= Extracted information =
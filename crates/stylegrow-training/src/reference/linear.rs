use crate::config::NetworkArgs;
use crate::error::{TrainingError, TrainingResult};
use crate::network::{Network, NetworkFactory, NetworkRole, NetworkShape};
use crate::params::ParameterSet;
use ndarray::{Array1, Array2, Array4, ArrayD, ArrayView1, ArrayView2, Ix1, Ix2};
use rand::rngs::StdRng;
use rand::SeedableRng;
use rand_distr::{Distribution, Normal};

const DEFAULT_LATENT_SIZE: usize = 32;

/// A single affine layer.
///
/// The generator maps `[latent, labels]` to a flattened NCHW image; the
/// discriminator maps a flattened image to one score. Both carry a `lod`
/// variable so the driver's LOD assignment is observable, but the model
/// itself has a single resolution.
#[derive(Debug, Clone)]
pub struct LinearNetwork {
    name: String,
    role: NetworkRole,
    shape: NetworkShape,
    latent_size: usize,
    lod: f64,
    params: ParameterSet,
}

pub(crate) fn shape_error(e: ndarray::ShapeError) -> TrainingError {
    TrainingError::Network(e.to_string())
}

pub(crate) fn matrix<'a>(params: &'a ParameterSet, name: &str) -> TrainingResult<ArrayView2<'a, f32>> {
    params
        .get(name)
        .ok_or_else(|| TrainingError::Network(format!("missing parameter {name:?}")))?
        .view()
        .into_dimensionality::<Ix2>()
        .map_err(shape_error)
}

pub(crate) fn vector<'a>(params: &'a ParameterSet, name: &str) -> TrainingResult<ArrayView1<'a, f32>> {
    params
        .get(name)
        .ok_or_else(|| TrainingError::Network(format!("missing parameter {name:?}")))?
        .view()
        .into_dimensionality::<Ix1>()
        .map_err(shape_error)
}

impl Network for LinearNetwork {
    fn name(&self) -> &str {
        &self.name
    }

    fn role(&self) -> NetworkRole {
        self.role
    }

    fn shape(&self) -> NetworkShape {
        self.shape
    }

    fn input_shape(&self) -> Vec<usize> {
        match self.role {
            NetworkRole::Generator => vec![self.latent_size],
            NetworkRole::Discriminator => vec![self.shape.num_channels, self.shape.resolution, self.shape.resolution],
        }
    }

    fn lod(&self) -> Option<f64> {
        Some(self.lod)
    }

    fn set_lod(&mut self, lod: f64) {
        self.lod = lod;
    }

    fn trainables(&self) -> &ParameterSet {
        &self.params
    }

    fn trainables_mut(&mut self) -> &mut ParameterSet {
        &mut self.params
    }

    fn clone_as(&self, name: &str) -> Box<dyn Network> {
        let mut copy = self.clone();
        copy.name = name.to_string();
        Box::new(copy)
    }

    fn run(
        &self,
        latents: &Array2<f32>,
        labels: &Array2<f32>,
        _is_validation: bool,
        _minibatch_size: usize,
    ) -> TrainingResult<Array4<f32>> {
        if self.role != NetworkRole::Generator {
            return Err(TrainingError::Unsupported(format!("{} has no sampling pass", self.name)));
        }
        let n = latents.nrows();
        if latents.ncols() != self.latent_size {
            return Err(TrainingError::Network(format!(
                "{}: expected {} latent dims, got {}",
                self.name,
                self.latent_size,
                latents.ncols()
            )));
        }
        let mut out = latents.dot(&matrix(&self.params, "weight")?);
        out += &vector(&self.params, "bias")?;
        if self.shape.label_size > 0 {
            if labels.dim() != (n, self.shape.label_size) {
                return Err(TrainingError::Network(format!("{}: label shape {:?}", self.name, labels.dim())));
            }
            out += &labels.dot(&matrix(&self.params, "label_weight")?);
        }
        let r = self.shape.resolution;
        out.into_shape((n, self.shape.num_channels, r, r)).map_err(shape_error)
    }
}

/// Builds [`LinearNetwork`]s with seeded Gaussian initialization.
#[derive(Debug, Clone, Copy)]
pub struct LinearNetworkFactory {
    seed: u64,
}

impl LinearNetworkFactory {
    #[must_use]
    pub fn new(seed: u64) -> Self {
        Self { seed }
    }
}

fn gaussian(shape: &[usize], std: f32, rng: &mut StdRng) -> TrainingResult<ArrayD<f32>> {
    let normal = Normal::new(0.0, std).map_err(|e| TrainingError::Network(e.to_string()))?;
    Ok(ArrayD::from_shape_simple_fn(shape, || normal.sample(&mut *rng)))
}

impl NetworkFactory for LinearNetworkFactory {
    fn build(
        &self,
        name: &str,
        role: NetworkRole,
        shape: NetworkShape,
        args: &NetworkArgs,
    ) -> TrainingResult<Box<dyn Network>> {
        if let Some(option) = args.extra.keys().next() {
            return Err(TrainingError::Network(format!("{name}: unsupported network option {option:?}")));
        }
        let latent_size = args.latent_size.unwrap_or(DEFAULT_LATENT_SIZE);
        if latent_size == 0 || shape.resolution == 0 || shape.num_channels == 0 {
            return Err(TrainingError::Network(format!("{name}: degenerate shape {shape:?}")));
        }
        let pixels = shape.num_channels * shape.resolution * shape.resolution;
        let mut params = ParameterSet::new();
        match role {
            NetworkRole::Generator => {
                let mut rng = StdRng::seed_from_u64(self.seed);
                params.insert("weight", gaussian(&[latent_size, pixels], (latent_size as f32).sqrt().recip(), &mut rng)?);
                params.insert("bias", ArrayD::zeros(vec![pixels]));
                if shape.label_size > 0 {
                    params.insert("label_weight", gaussian(&[shape.label_size, pixels], 0.1, &mut rng)?);
                }
            }
            NetworkRole::Discriminator => {
                let mut rng = StdRng::seed_from_u64(self.seed.wrapping_add(1));
                params.insert("weight", gaussian(&[pixels], (pixels as f32).sqrt().recip(), &mut rng)?);
                params.insert("bias", ArrayD::zeros(vec![1]));
            }
        }
        Ok(Box::new(LinearNetwork { name: name.to_string(), role, shape, latent_size, lod: 0.0, params }))
    }
}

/// Discriminator scores for a flattened batch `[N, pixels]`.
pub(crate) fn scores(d: &dyn Network, images: ArrayView2<'_, f32>) -> TrainingResult<Array1<f32>> {
    let w = vector(d.trainables(), "weight")?;
    let b = vector(d.trainables(), "bias")?;
    if w.len() != images.ncols() || b.len() != 1 {
        return Err(TrainingError::Network(format!(
            "{}: cannot score images of {} pixels",
            d.name(),
            images.ncols()
        )));
    }
    Ok(images.dot(&w) + b[0])
}

#[cfg(test)]
mod tests {
    use super::*;

    fn shape() -> NetworkShape {
        NetworkShape { num_channels: 3, resolution: 4, label_size: 0 }
    }

    #[test]
    fn test_generator_output_shape_and_determinism() {
        let factory = LinearNetworkFactory::new(7);
        let args = NetworkArgs { latent_size: Some(8), ..Default::default() };
        let g = factory.build("G", NetworkRole::Generator, shape(), &args).unwrap();
        let again = factory.build("G", NetworkRole::Generator, shape(), &args).unwrap();
        assert_eq!(g.trainables(), again.trainables());
        assert_eq!(g.input_shape(), vec![8]);

        let out = g.run(&Array2::ones((5, 8)), &Array2::zeros((5, 0)), false, 5).unwrap();
        assert_eq!(out.dim(), (5, 3, 4, 4));
    }

    #[test]
    fn test_clone_as_is_independent() {
        let factory = LinearNetworkFactory::new(7);
        let g = factory.build("G", NetworkRole::Generator, shape(), &NetworkArgs::default()).unwrap();
        let mut gs = g.clone_as("Gs");
        assert_eq!(gs.name(), "Gs");
        gs.trainables_mut().scale(0.0);
        assert_ne!(gs.trainables(), g.trainables());
        assert_eq!(gs.copy_parameters_from(g.as_ref()), 2);
        assert_eq!(gs.trainables(), g.trainables());
    }

    #[test]
    fn test_discriminator_has_no_sampling_pass() {
        let factory = LinearNetworkFactory::new(7);
        let d = factory.build("D", NetworkRole::Discriminator, shape(), &NetworkArgs::default()).unwrap();
        assert_eq!(d.input_shape(), vec![3, 4, 4]);
        let err = d.run(&Array2::zeros((1, 32)), &Array2::zeros((1, 0)), false, 1);
        assert!(matches!(err, Err(TrainingError::Unsupported(_))));

        let s = scores(d.as_ref(), Array2::zeros((2, 48)).view()).unwrap();
        assert_eq!(s.len(), 2);
    }

    #[test]
    fn test_unknown_options_are_rejected() {
        let mut args = NetworkArgs::default();
        args.extra.insert("fmap_base".to_string(), toml::Value::Integer(8192));
        let err = LinearNetworkFactory::new(7).build("G", NetworkRole::Generator, shape(), &args);
        assert!(matches!(err, Err(TrainingError::Network(_))));
    }

    #[test]
    fn test_lod_variable_is_exposed() {
        let factory = LinearNetworkFactory::new(7);
        let mut d = factory.build("D", NetworkRole::Discriminator, shape(), &NetworkArgs::default()).unwrap();
        assert_eq!(d.lod(), Some(0.0));
        d.set_lod(1.5);
        assert_eq!(d.lod(), Some(1.5));
        assert_eq!(d.clone_as("D_shadow").lod(), Some(1.5));
    }

    #[test]
    fn test_restore_rejects_changed_architecture() {
        let factory = LinearNetworkFactory::new(7);
        let g = factory.build("G", NetworkRole::Generator, shape(), &NetworkArgs::default()).unwrap();
        let wider = NetworkArgs { latent_size: Some(64), ..Default::default() };
        let err = factory.restore(&g.snapshot(), &wider);
        assert!(matches!(err, Err(TrainingError::Network(_))));
    }

    #[test]
    fn test_restore_from_snapshot() {
        let factory = LinearNetworkFactory::new(7);
        let mut g = factory.build("G", NetworkRole::Generator, shape(), &NetworkArgs::default()).unwrap();
        g.trainables_mut().scale(2.0);
        let snapshot = g.snapshot();
        let restored = LinearNetworkFactory::new(99).restore(&snapshot, &NetworkArgs::default()).unwrap();
        assert_eq!(restored.trainables(), g.trainables());
        assert_eq!(restored.name(), "G");
    }
}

= The task =
Look through the lines above for "ncols". Say how many have it, and give no other words.

= Final answer =
4